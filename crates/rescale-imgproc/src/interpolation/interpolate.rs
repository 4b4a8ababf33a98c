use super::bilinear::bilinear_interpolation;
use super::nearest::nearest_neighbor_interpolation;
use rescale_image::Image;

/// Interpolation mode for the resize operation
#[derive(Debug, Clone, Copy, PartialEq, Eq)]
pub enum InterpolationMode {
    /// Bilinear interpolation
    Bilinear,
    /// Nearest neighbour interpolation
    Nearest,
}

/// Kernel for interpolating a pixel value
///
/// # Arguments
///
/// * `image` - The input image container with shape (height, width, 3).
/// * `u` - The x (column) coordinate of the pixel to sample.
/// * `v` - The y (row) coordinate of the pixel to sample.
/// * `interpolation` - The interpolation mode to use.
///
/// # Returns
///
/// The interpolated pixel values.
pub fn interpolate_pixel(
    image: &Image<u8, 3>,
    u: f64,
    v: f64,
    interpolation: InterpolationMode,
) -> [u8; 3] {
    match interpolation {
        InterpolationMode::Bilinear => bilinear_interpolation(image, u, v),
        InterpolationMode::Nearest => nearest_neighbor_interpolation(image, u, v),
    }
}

# # #

» WORK REQUIRED:
Leave out every line ahead of the one containing "repository 4b4a8ababf33a98c" and print the rest of the listing exactly.

» FINISHED EXERCISE:
repository 4b4a8ababf33a98c
use super::bilinear::bilinear_interpolation;
use super::nearest::nearest_neighbor_interpolation;
use rescale_image::Image;

/// Interpolation mode for the resize operation
#[derive(Debug, Clone, Copy, PartialEq, Eq)]
pub enum InterpolationMode {
    /// Bilinear interpolation
    Bilinear,
    /// Nearest neighbour interpolation
    Nearest,
}

/// Kernel for interpolating a pixel value
///
/// # Arguments
///
/// * `image` - The input image container with shape (height, width, 3).
/// * `u` - The x (column) coordinate of the pixel to sample.
/// * `v` - The y (row) coordinate of the pixel to sample.
/// * `interpolation` - The interpolation mode to use.
///
/// # Returns
///
/// The interpolated pixel values.
pub fn interpolate_pixel(
    image: &Image<u8, 3>,
    u: f64,
    v: f64,
    interpolation: InterpolationMode,
) -> [u8; 3] {
    match interpolation {
        InterpolationMode::Bilinear => bilinear_interpolation(image, u, v),
        InterpolationMode::Nearest => nearest_neighbor_interpolation(image, u, v),
    }
}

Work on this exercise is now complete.